EXERCISE OBJECTIVE —
The response must contain every line from the records below that has "await".

MATERIAL SUPPLIED —
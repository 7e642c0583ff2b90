//! The HTTP seam between the catalog and GeoServer.
//!
//! [`Transport`] is the only place requests leave the process. The catalog
//! works against the trait so tests can substitute an in-memory server.

use std::borrow::Cow;
use std::fmt;
use std::time::Duration;

use async_trait::async_trait;
use tracing::{debug, warn};

use crate::config::GeoServerConfig;
use crate::error::GeoServerResult;
use crate::url::append_query;

/// Status codes retried by [`ReqwestTransport`].
pub const RETRY_STATUSES: [u16; 3] = [502, 503, 504];

/// Content type of every request body.
pub const XML_CONTENT_TYPE: &str = "application/xml";

/// HTTP methods used against the REST API.
#[derive(Debug, Clone, Copy, PartialEq, Eq, Hash)]
pub enum Method {
    /// `GET`
    Get,
    /// `POST`
    Post,
    /// `PUT`
    Put,
    /// `DELETE`
    Delete,
}

impl Method {
    /// Upper-case method name.
    #[must_use]
    pub fn as_str(self) -> &'static str {
        match self {
            Self::Get => "GET",
            Self::Post => "POST",
            Self::Put => "PUT",
            Self::Delete => "DELETE",
        }
    }

    /// Whether repeating the request is safe. `POST` is never retried.
    #[must_use]
    pub fn is_idempotent(self) -> bool {
        !matches!(self, Self::Post)
    }
}

impl fmt::Display for Method {
    fn fmt(&self, f: &mut fmt::Formatter<'_>) -> fmt::Result {
        f.write_str(self.as_str())
    }
}

impl From<Method> for reqwest::Method {
    fn from(method: Method) -> Self {
        match method {
            Method::Get => Self::GET,
            Method::Post => Self::POST,
            Method::Put => Self::PUT,
            Method::Delete => Self::DELETE,
        }
    }
}

/// A request to the REST API.
#[derive(Debug, Clone, PartialEq, Eq)]
pub struct HttpRequest {
    /// Request method.
    pub method: Method,
    /// Absolute URL.
    pub url: String,
    /// XML body, if any.
    pub body: Option<Vec<u8>>,
}

impl HttpRequest {
    /// A `GET` request.
    pub fn get(url: impl Into<String>) -> Self {
        Self {
            method: Method::Get,
            url: url.into(),
            body: None,
        }
    }

    /// A `POST` request carrying an XML body.
    pub fn post(url: impl Into<String>, body: Vec<u8>) -> Self {
        Self {
            method: Method::Post,
            url: url.into(),
            body: Some(body),
        }
    }

    /// A `PUT` request carrying an XML body.
    pub fn put(url: impl Into<String>, body: Vec<u8>) -> Self {
        Self {
            method: Method::Put,
            url: url.into(),
            body: Some(body),
        }
    }

    /// A `DELETE` request.
    pub fn delete(url: impl Into<String>) -> Self {
        Self {
            method: Method::Delete,
            url: url.into(),
            body: None,
        }
    }
}

/// A response from the REST API.
#[derive(Debug, Clone, PartialEq, Eq)]
pub struct HttpResponse {
    /// Status code.
    pub status: u16,
    /// Raw body.
    pub body: Vec<u8>,
}

impl HttpResponse {
    /// Create a response.
    pub fn new(status: u16, body: impl Into<Vec<u8>>) -> Self {
        Self {
            status,
            body: body.into(),
        }
    }

    /// Body as text, with invalid UTF-8 replaced.
    #[must_use]
    pub fn text(&self) -> Cow<'_, str> {
        String::from_utf8_lossy(&self.body)
    }
}

/// Sends requests to GeoServer.
///
/// Implementations report any received response as `Ok`, whatever its status;
/// status interpretation belongs to the caller. `Err` means no response.
#[async_trait]
pub trait Transport: Send + Sync {
    /// Send one request and return the final response.
    async fn send(&self, request: HttpRequest) -> GeoServerResult<HttpResponse>;
}

#[derive(Debug, Clone)]
enum Auth {
    Basic { username: String, password: String },
    Bearer(String),
}

/// [`Transport`] over `reqwest` with authentication and retry.
///
/// Idempotent requests that come back `502`/`503`/`504`, or that fail to
/// connect or time out, are retried up to `max_retries` times with exponential
/// backoff.
#[derive(Debug, Clone)]
pub struct ReqwestTransport {
    client: reqwest::Client,
    auth: Auth,
    config: GeoServerConfig,
}

impl ReqwestTransport {
    /// Build a client from the configuration.
    ///
    /// # Errors
    ///
    /// Returns [`crate::GeoServerError::Http`] if the client cannot be built.
    pub fn new(config: &GeoServerConfig) -> GeoServerResult<Self> {
        let client = reqwest::Client::builder()
            .timeout(config.timeout())
            .connect_timeout(Duration::from_secs(10))
            .danger_accept_invalid_certs(!config.verify_tls)
            .build()?;

        let auth = match &config.access_token {
            Some(token) => Auth::Bearer(token.clone()),
            None => Auth::Basic {
                username: config.username.clone(),
                password: config.password.clone(),
            },
        };

        Ok(Self {
            client,
            auth,
            config: config.clone(),
        })
    }

    fn build(&self, request: &HttpRequest) -> reqwest::RequestBuilder {
        let (url, builder) = match &self.auth {
            Auth::Bearer(token) => {
                let url = append_query(&request.url, &[("access_token", token.as_str())]);
                let builder = self
                    .client
                    .request(request.method.into(), url.as_str())
                    .bearer_auth(token);
                (url, builder)
            }
            Auth::Basic { username, password } => {
                let builder = self
                    .client
                    .request(request.method.into(), request.url.as_str())
                    .basic_auth(username, Some(password));
                (request.url.clone(), builder)
            }
        };
        debug!(method = %request.method, url = %url, "sending request");

        let builder = builder.header(reqwest::header::ACCEPT, XML_CONTENT_TYPE);
        match &request.body {
            Some(body) => builder
                .header(reqwest::header::CONTENT_TYPE, XML_CONTENT_TYPE)
                .body(body.clone()),
            None => builder,
        }
    }
}

#[async_trait]
impl Transport for ReqwestTransport {
    async fn send(&self, request: HttpRequest) -> GeoServerResult<HttpResponse> {
        let max_retries = if request.method.is_idempotent() {
            self.config.max_retries
        } else {
            0
        };
        let mut retry = 0;

        loop {
            match self.build(&request).send().await {
                Ok(resp) => {
                    let status = resp.status().as_u16();
                    if RETRY_STATUSES.contains(&status) && retry < max_retries {
                        retry += 1;
                        let delay = self.config.backoff_delay(retry);
                        warn!(
                            method = %request.method,
                            url = %request.url,
                            status,
                            retry,
                            max_retries,
                            delay_ms = u64::try_from(delay.as_millis()).unwrap_or(u64::MAX),
                            "transient server error, retrying"
                        );
                        tokio::time::sleep(delay).await;
                        continue;
                    }
                    let body = resp.bytes().await?.to_vec();
                    return Ok(HttpResponse { status, body });
                }
                Err(e) if (e.is_connect() || e.is_timeout()) && retry < max_retries => {
                    retry += 1;
                    let delay = self.config.backoff_delay(retry);
                    warn!(
                        method = %request.method,
                        url = %request.url,
                        error = %e,
                        retry,
                        max_retries,
                        "request failed, retrying"
                    );
                    tokio::time::sleep(delay).await;
                }
                Err(e) => return Err(e.into()),
            }
        }
    }
}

FINISHED EXERCISE —
            match self.build(&request).send().await {
                        tokio::time::sleep(delay).await;
                    let body = resp.bytes().await?.to_vec();
                    tokio::time::sleep(delay).await;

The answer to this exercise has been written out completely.